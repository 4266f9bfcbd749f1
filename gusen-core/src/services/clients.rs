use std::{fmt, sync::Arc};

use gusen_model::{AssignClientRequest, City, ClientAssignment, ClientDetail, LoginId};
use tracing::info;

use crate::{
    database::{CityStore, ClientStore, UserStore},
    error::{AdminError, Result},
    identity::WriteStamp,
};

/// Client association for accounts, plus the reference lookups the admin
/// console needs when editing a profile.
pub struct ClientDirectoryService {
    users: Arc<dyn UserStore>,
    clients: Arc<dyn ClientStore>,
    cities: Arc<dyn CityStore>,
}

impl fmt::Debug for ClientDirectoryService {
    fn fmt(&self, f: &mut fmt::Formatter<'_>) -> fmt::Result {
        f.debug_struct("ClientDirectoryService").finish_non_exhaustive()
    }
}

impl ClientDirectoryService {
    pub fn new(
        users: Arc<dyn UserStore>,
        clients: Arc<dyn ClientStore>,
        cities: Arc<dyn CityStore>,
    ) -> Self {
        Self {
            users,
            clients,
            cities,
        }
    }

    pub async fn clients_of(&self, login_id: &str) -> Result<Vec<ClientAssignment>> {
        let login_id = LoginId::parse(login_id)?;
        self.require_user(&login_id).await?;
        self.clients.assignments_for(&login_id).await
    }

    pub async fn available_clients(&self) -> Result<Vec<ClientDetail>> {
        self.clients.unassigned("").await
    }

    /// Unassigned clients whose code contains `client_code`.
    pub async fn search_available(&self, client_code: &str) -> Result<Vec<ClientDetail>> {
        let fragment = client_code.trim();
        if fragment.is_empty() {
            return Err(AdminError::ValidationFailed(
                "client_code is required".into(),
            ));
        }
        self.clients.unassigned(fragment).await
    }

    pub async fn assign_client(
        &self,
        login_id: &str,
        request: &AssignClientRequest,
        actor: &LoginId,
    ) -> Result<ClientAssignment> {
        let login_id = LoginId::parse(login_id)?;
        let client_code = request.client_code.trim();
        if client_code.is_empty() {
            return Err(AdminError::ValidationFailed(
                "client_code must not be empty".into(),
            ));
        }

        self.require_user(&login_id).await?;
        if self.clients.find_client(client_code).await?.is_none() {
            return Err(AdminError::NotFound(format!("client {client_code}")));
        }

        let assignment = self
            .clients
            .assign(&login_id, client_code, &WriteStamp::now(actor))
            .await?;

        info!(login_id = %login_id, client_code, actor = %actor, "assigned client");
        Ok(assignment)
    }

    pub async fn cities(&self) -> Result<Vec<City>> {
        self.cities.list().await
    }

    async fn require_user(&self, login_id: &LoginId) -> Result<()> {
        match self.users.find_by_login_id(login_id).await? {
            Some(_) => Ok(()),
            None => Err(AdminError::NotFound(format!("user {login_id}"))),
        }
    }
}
____
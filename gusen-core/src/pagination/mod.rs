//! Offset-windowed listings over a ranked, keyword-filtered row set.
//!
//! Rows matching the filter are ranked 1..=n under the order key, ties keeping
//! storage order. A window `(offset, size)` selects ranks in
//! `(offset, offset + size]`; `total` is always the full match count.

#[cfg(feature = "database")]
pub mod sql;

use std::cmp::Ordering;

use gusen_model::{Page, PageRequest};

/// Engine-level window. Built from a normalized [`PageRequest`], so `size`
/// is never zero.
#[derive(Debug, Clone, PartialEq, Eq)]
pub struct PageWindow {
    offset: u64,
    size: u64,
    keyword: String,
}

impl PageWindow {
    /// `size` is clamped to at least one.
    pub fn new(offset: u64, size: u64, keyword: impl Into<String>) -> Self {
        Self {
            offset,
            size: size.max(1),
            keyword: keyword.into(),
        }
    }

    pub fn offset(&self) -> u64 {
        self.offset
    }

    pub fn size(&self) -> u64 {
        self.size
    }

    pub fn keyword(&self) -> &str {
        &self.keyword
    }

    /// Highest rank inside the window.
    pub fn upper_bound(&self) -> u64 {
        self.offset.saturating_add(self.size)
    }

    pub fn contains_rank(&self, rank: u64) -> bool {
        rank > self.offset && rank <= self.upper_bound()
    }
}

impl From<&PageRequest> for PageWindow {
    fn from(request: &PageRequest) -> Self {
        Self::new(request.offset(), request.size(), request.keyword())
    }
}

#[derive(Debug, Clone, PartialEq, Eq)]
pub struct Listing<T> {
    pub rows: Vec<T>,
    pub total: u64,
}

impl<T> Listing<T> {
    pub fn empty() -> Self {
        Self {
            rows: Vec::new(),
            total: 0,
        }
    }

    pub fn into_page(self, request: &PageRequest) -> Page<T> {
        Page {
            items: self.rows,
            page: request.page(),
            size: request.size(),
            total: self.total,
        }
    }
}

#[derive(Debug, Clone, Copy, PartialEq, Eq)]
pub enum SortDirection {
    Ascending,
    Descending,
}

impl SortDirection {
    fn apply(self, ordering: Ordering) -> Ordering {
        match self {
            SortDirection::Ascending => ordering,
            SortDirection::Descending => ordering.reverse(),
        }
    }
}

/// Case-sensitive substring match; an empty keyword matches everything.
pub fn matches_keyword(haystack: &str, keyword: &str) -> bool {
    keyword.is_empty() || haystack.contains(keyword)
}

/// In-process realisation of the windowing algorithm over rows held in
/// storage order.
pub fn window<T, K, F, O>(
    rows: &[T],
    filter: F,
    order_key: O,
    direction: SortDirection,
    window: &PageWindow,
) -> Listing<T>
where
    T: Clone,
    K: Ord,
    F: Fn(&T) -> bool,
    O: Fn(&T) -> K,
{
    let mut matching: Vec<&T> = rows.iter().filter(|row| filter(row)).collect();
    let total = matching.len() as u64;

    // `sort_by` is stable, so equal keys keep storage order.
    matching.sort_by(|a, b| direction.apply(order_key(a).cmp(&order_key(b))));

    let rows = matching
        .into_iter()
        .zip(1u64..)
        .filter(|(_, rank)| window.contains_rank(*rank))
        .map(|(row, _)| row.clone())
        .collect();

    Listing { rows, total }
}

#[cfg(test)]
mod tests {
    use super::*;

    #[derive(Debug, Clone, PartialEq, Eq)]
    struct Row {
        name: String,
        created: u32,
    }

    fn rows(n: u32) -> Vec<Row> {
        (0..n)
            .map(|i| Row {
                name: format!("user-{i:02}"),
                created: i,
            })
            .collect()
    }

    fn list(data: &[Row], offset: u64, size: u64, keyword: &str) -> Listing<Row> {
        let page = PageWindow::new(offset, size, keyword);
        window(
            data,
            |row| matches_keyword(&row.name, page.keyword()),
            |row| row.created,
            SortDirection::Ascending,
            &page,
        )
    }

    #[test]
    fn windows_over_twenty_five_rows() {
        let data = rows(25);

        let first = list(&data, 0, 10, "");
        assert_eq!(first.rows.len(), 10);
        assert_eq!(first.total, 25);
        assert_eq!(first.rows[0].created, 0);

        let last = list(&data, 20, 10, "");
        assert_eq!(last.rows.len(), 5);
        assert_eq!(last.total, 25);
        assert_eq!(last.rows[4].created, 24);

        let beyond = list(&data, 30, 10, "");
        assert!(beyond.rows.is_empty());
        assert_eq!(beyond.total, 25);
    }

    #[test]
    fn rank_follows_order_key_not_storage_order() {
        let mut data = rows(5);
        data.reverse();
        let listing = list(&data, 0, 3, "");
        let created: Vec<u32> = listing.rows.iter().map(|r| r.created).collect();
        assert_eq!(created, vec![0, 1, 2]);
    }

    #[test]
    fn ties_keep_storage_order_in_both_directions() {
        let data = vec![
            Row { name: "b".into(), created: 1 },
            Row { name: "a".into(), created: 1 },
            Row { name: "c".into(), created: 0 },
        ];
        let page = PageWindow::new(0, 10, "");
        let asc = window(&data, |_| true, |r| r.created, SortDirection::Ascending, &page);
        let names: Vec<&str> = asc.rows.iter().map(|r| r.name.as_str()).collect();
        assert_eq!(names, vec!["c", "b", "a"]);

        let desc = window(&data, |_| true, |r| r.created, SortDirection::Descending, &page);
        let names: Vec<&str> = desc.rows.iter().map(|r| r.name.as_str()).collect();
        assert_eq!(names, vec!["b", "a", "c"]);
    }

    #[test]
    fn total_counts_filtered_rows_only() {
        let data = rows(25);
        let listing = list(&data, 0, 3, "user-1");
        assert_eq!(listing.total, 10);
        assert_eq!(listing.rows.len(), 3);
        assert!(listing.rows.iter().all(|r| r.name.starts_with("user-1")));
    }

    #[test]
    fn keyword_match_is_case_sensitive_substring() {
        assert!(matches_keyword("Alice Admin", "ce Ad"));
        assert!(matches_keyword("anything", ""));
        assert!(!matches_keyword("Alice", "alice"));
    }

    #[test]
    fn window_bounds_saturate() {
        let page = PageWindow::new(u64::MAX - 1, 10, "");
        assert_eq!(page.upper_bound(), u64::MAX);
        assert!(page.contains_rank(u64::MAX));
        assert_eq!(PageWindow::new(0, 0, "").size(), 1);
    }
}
____
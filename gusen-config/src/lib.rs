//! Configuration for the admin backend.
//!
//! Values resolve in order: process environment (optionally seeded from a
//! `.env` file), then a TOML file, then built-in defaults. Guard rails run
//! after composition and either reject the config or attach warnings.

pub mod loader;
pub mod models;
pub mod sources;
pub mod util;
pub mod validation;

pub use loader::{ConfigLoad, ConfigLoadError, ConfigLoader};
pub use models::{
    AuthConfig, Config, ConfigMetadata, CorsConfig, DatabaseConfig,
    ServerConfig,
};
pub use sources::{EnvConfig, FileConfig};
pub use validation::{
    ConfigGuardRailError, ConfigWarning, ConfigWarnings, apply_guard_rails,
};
____
What to produce =>
Reproduce verbatim the lines above, from the line with "repository 4266f9bfcbd749f1" through the line with "impl fmt::Debug for".

Worked solution =>
repository 4266f9bfcbd749f1
filename gusen-core/src/services/clients.rs
use std::{fmt, sync::Arc};

use gusen_model::{AssignClientRequest, City, ClientAssignment, ClientDetail, LoginId};
use tracing::info;

use crate::{
    database::{CityStore, ClientStore, UserStore},
    error::{AdminError, Result},
    identity::WriteStamp,
};

/// Client association for accounts, plus the reference lookups the admin
/// console needs when editing a profile.
pub struct ClientDirectoryService {
    users: Arc<dyn UserStore>,
    clients: Arc<dyn ClientStore>,
    cities: Arc<dyn CityStore>,
}

impl fmt::Debug for ClientDirectoryService {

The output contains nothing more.